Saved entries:
--------------------------------------------------
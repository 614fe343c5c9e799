use async_trait::async_trait;
use candle_core::{D, DType, Device, IndexOp, Tensor};
use candle_nn::{Linear, Module, VarBuilder};
use candle_transformers::models::bert::{BertModel, Config as BertConfig};
use serde::Deserialize;
use std::collections::{BTreeMap, HashSet};
use std::path::Path;
use std::sync::Arc;
use tokenizers::{PaddingStrategy, Tokenizer, TruncationParams};

use super::{
    Candidate, ClassificationResult, Classifier, ClassifierError, rank_candidates, validate_input,
};

/// Every input is truncated or padded to exactly this many tokens.
pub const MAX_SEQUENCE_LENGTH: usize = 512;

fn init_err(context: &str, e: impl std::fmt::Display) -> ClassifierError {
    ClassifierError::InitializationFailure(format!("{}: {}", context, e))
}

/// Token ids, segment ids and attention mask for a single input, all of
/// length `MAX_SEQUENCE_LENGTH`.
#[derive(Debug, Clone, PartialEq)]
pub struct EncodedInput {
    pub input_ids: Vec<u32>,
    pub token_type_ids: Vec<u32>,
    pub attention_mask: Vec<u32>,
}

/// Encoder
///
/// A tokenizer fixed to truncate-and-pad at `MAX_SEQUENCE_LENGTH`. Padding keeps
/// the pad token and id declared by the tokenizer file, when it declares one.
pub struct Encoder {
    tokenizer: Tokenizer,
}

impl Encoder {
    pub fn from_file(path: &Path) -> Result<Self, ClassifierError> {
        let tokenizer = Tokenizer::from_file(path)
            .map_err(|e| init_err(&format!("failed to load tokenizer {}", path.display()), e))?;
        Self::new(tokenizer)
    }

    pub fn new(mut tokenizer: Tokenizer) -> Result<Self, ClassifierError> {
        tokenizer
            .with_truncation(Some(TruncationParams {
                max_length: MAX_SEQUENCE_LENGTH,
                ..Default::default()
            }))
            .map_err(|e| init_err("invalid truncation settings", e))?;

        let mut padding = tokenizer.get_padding().cloned().unwrap_or_default();
        padding.strategy = PaddingStrategy::Fixed(MAX_SEQUENCE_LENGTH);
        tokenizer.with_padding(Some(padding));

        Ok(Self { tokenizer })
    }

    pub fn encode(&self, text: &str) -> Result<EncodedInput, ClassifierError> {
        let encoding = self
            .tokenizer
            .encode(text, true)
            .map_err(|e| ClassifierError::ServiceUnavailable(format!("tokenization failed: {}", e)))?;

        Ok(EncodedInput {
            input_ids: encoding.get_ids().to_vec(),
            token_type_ids: encoding.get_type_ids().to_vec(),
            attention_mask: encoding.get_attention_mask().to_vec(),
        })
    }
}

/// SequenceClassificationModel
///
/// Anything that turns `(1, seq_len)` id/type/mask tensors into `(1, num_labels)` logits.
pub trait SequenceClassificationModel: Send + Sync {
    fn forward(
        &self,
        input_ids: &Tensor,
        token_type_ids: &Tensor,
        attention_mask: &Tensor,
    ) -> candle_core::Result<Tensor>;
}

/// BertSequenceClassifier
///
/// BERT encoder, tanh pooler over the `[CLS]` position, and a linear
/// classification head. Weight names follow the `BertForSequenceClassification`
/// checkpoint layout (`bert.*`, `classifier.*`).
pub struct BertSequenceClassifier {
    bert: BertModel,
    pooler: Linear,
    classifier: Linear,
}

impl BertSequenceClassifier {
    /// Loads `config.json` and `model.safetensors` from `model_dir`.
    pub fn load(model_dir: &Path, num_labels: usize, device: &Device) -> Result<Self, ClassifierError> {
        let config_path = model_dir.join("config.json");
        let weights_path = model_dir.join("model.safetensors");

        let raw_config = std::fs::read_to_string(&config_path)
            .map_err(|e| init_err(&format!("failed to read {}", config_path.display()), e))?;
        let config: BertConfig = serde_json::from_str(&raw_config)
            .map_err(|e| init_err(&format!("invalid model config {}", config_path.display()), e))?;

        if !weights_path.is_file() {
            return Err(ClassifierError::InitializationFailure(format!(
                "model weights not found at {}",
                weights_path.display()
            )));
        }

        let weights = std::fs::read(&weights_path)
            .map_err(|e| init_err(&format!("failed to read {}", weights_path.display()), e))?;
        let vb = VarBuilder::from_buffered_safetensors(weights, DType::F32, device)
            .map_err(|e| init_err("failed to load model weights", e))?;

        let bert = BertModel::load(vb.pp("bert"), &config)
            .map_err(|e| init_err("failed to load BERT encoder", e))?;
        let pooler = candle_nn::linear(config.hidden_size, config.hidden_size, vb.pp("bert.pooler.dense"))
            .map_err(|e| init_err("failed to load pooler", e))?;
        let classifier = candle_nn::linear(config.hidden_size, num_labels, vb.pp("classifier"))
            .map_err(|e| init_err("classification head does not match the label encoder", e))?;

        Ok(Self {
            bert,
            pooler,
            classifier,
        })
    }
}

impl SequenceClassificationModel for BertSequenceClassifier {
    fn forward(
        &self,
        input_ids: &Tensor,
        token_type_ids: &Tensor,
        attention_mask: &Tensor,
    ) -> candle_core::Result<Tensor> {
        let hidden = self
            .bert
            .forward(input_ids, token_type_ids, Some(attention_mask))?;
        let cls = hidden.i((.., 0))?;
        let pooled = self.pooler.forward(&cls)?.tanh()?;
        self.classifier.forward(&pooled)
    }
}

#[derive(Deserialize)]
#[serde(untagged)]
enum LabelEncoderFile {
    // ["Academics", "Events", ...]
    Classes(Vec<String>),
    // {"classes": ["Academics", ...]}
    Wrapped { classes: Vec<String> },
    // {"0": "Academics", "1": "Events", ...}
    Indexed(BTreeMap<String, String>),
}

/// load_labels
///
/// Reads the label encoder: the ordinal index of each label is the index of
/// the matching logit.
pub fn load_labels(path: &Path) -> Result<Vec<String>, ClassifierError> {
    let raw = std::fs::read_to_string(path)
        .map_err(|e| init_err(&format!("failed to read label encoder {}", path.display()), e))?;
    let file: LabelEncoderFile = serde_json::from_str(&raw)
        .map_err(|e| init_err(&format!("invalid label encoder {}", path.display()), e))?;

    let labels = match file {
        LabelEncoderFile::Classes(classes) | LabelEncoderFile::Wrapped { classes } => classes,
        LabelEncoderFile::Indexed(map) => {
            let mut indexed = map
                .into_iter()
                .map(|(k, v)| {
                    k.parse::<usize>()
                        .map(|i| (i, v))
                        .map_err(|e| init_err(&format!("label index '{}'", k), e))
                })
                .collect::<Result<Vec<_>, _>>()?;
            indexed.sort_by_key(|(i, _)| *i);
            if indexed.iter().enumerate().any(|(pos, (i, _))| pos != *i) {
                return Err(ClassifierError::InitializationFailure(
                    "label encoder indices must be contiguous from 0".to_string(),
                ));
            }
            indexed.into_iter().map(|(_, v)| v).collect()
        }
    };

    if labels.is_empty() {
        return Err(ClassifierError::InitializationFailure(
            "label encoder contains no labels".to_string(),
        ));
    }
    let mut seen = HashSet::with_capacity(labels.len());
    if let Some(duplicate) = labels.iter().find(|&label| !seen.insert(label)) {
        return Err(ClassifierError::InitializationFailure(format!(
            "label encoder lists '{}' more than once",
            duplicate
        )));
    }
    Ok(labels)
}

/// Softmax over the last dimension, flattened to a single probability vector.
pub fn softmax(logits: &Tensor) -> candle_core::Result<Vec<f32>> {
    let logits = logits.to_dtype(DType::F32)?;
    candle_nn::ops::softmax(&logits, D::Minus1)?
        .flatten_all()?
        .to_vec1::<f32>()
}

struct LocalModel {
    encoder: Encoder,
    model: Box<dyn SequenceClassificationModel>,
    labels: Vec<String>,
    categories: Vec<String>,
    device: Device,
}

impl LocalModel {
    fn predict(&self, text: &str) -> Result<ClassificationResult, ClassifierError> {
        let encoded = self.encoder.encode(text)?;
        let probabilities = self
            .run(&encoded)
            .map_err(|e| ClassifierError::ServiceUnavailable(format!("inference failed: {}", e)))?;

        if probabilities.len() != self.labels.len() {
            return Err(ClassifierError::UnexpectedResponseShape(format!(
                "model produced {} probabilities for {} labels",
                probabilities.len(),
                self.labels.len()
            )));
        }

        let candidates = self
            .labels
            .iter()
            .zip(probabilities)
            .map(|(label, p)| Candidate::new(label.clone(), f64::from(p)))
            .collect();

        rank_candidates(candidates, &self.categories)
    }

    fn run(&self, encoded: &EncodedInput) -> candle_core::Result<Vec<f32>> {
        let input_ids = Tensor::new(encoded.input_ids.as_slice(), &self.device)?.unsqueeze(0)?;
        let token_type_ids =
            Tensor::new(encoded.token_type_ids.as_slice(), &self.device)?.unsqueeze(0)?;
        let attention_mask =
            Tensor::new(encoded.attention_mask.as_slice(), &self.device)?.unsqueeze(0)?;

        let logits = self
            .model
            .forward(&input_ids, &token_type_ids, &attention_mask)?;
        softmax(&logits)
    }
}

/// LocalModelClassifier
///
/// In-process classification against a model, tokenizer and label encoder
/// loaded once at startup. Inference is blocking and runs on tokio's blocking
/// pool; the loaded state is shared read-only between calls.
#[derive(Clone)]
pub struct LocalModelClassifier {
    inner: Arc<LocalModel>,
}

impl LocalModelClassifier {
    /// load
    ///
    /// Loads every artifact the transport needs. Any missing or corrupt file is
    /// an `InitializationFailure`, which the composition root treats as fatal.
    pub fn load(
        model_dir: &Path,
        tokenizer_path: &Path,
        labels_path: &Path,
        categories: Vec<String>,
    ) -> Result<Self, ClassifierError> {
        let device = Device::cuda_if_available(0).map_err(|e| init_err("failed to select device", e))?;
        let labels = load_labels(labels_path)?;
        let encoder = Encoder::from_file(tokenizer_path)?;
        let model = BertSequenceClassifier::load(model_dir, labels.len(), &device)?;

        tracing::info!(
            model = %model_dir.display(),
            labels = labels.len(),
            device = ?device,
            "local classification model loaded"
        );

        Ok(Self::with_device(encoder, Box::new(model), labels, categories, device))
    }

    /// Assembles a classifier from already-loaded parts, on the CPU.
    pub fn from_parts(
        encoder: Encoder,
        model: Box<dyn SequenceClassificationModel>,
        labels: Vec<String>,
        categories: Vec<String>,
    ) -> Self {
        Self::with_device(encoder, model, labels, categories, Device::Cpu)
    }

    fn with_device(
        encoder: Encoder,
        model: Box<dyn SequenceClassificationModel>,
        labels: Vec<String>,
        categories: Vec<String>,
        device: Device,
    ) -> Self {
        Self {
            inner: Arc::new(LocalModel {
                encoder,
                model,
                labels,
                categories,
                device,
            }),
        }
    }
}

#[async_trait]
impl Classifier for LocalModelClassifier {
    async fn classify(&self, text: &str) -> Result<ClassificationResult, ClassifierError> {
        validate_input(text)?;

        let inner = Arc::clone(&self.inner);
        let text = text.to_string();
        tokio::task::spawn_blocking(move || inner.predict(&text))
            .await
            .map_err(|e| ClassifierError::ServiceUnavailable(format!("inference task failed: {}", e)))?
    }

    fn name(&self) -> &'static str {
        "local"
    }
}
--------------------------------------------------
What you will do
Make a copy of each line in the records that has the word "Some".

Answer box
            .with_truncation(Some(TruncationParams {
        tokenizer.with_padding(Some(padding));
            .forward(input_ids, token_type_ids, Some(attention_mask))?;
    if let Some(duplicate) = labels.iter().find(|&label| !seen.insert(label)) {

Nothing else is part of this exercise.